*** Opening Exercise data ***
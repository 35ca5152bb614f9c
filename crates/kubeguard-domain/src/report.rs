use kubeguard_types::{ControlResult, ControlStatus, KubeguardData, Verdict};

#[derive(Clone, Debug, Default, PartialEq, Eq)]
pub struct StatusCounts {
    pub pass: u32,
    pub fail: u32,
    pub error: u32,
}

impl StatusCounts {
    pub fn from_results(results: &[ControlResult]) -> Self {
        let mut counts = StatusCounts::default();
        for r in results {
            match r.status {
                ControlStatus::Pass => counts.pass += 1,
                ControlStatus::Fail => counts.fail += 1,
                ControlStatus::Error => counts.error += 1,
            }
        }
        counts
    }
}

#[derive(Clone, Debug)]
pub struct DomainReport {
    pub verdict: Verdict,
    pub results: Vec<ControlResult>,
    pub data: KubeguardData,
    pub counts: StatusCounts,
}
*** Closing Exercise data ***
What you are asked to do — Every line of the records above needs to be given again exactly.

Solution for this problem —
repository 35ca5152bb614f9c
filename crates/kubeguard-domain/src/report.rs
use kubeguard_types::{ControlResult, ControlStatus, KubeguardData, Verdict};

#[derive(Clone, Debug, Default, PartialEq, Eq)]
pub struct StatusCounts {
    pub pass: u32,
    pub fail: u32,
    pub error: u32,
}

impl StatusCounts {
    pub fn from_results(results: &[ControlResult]) -> Self {
        let mut counts = StatusCounts::default();
        for r in results {
            match r.status {
                ControlStatus::Pass => counts.pass += 1,
                ControlStatus::Fail => counts.fail += 1,
                ControlStatus::Error => counts.error += 1,
            }
        }
        counts
    }
}

#[derive(Clone, Debug)]
pub struct DomainReport {
    pub verdict: Verdict,
    pub results: Vec<ControlResult>,
    pub data: KubeguardData,
    pub counts: StatusCounts,
}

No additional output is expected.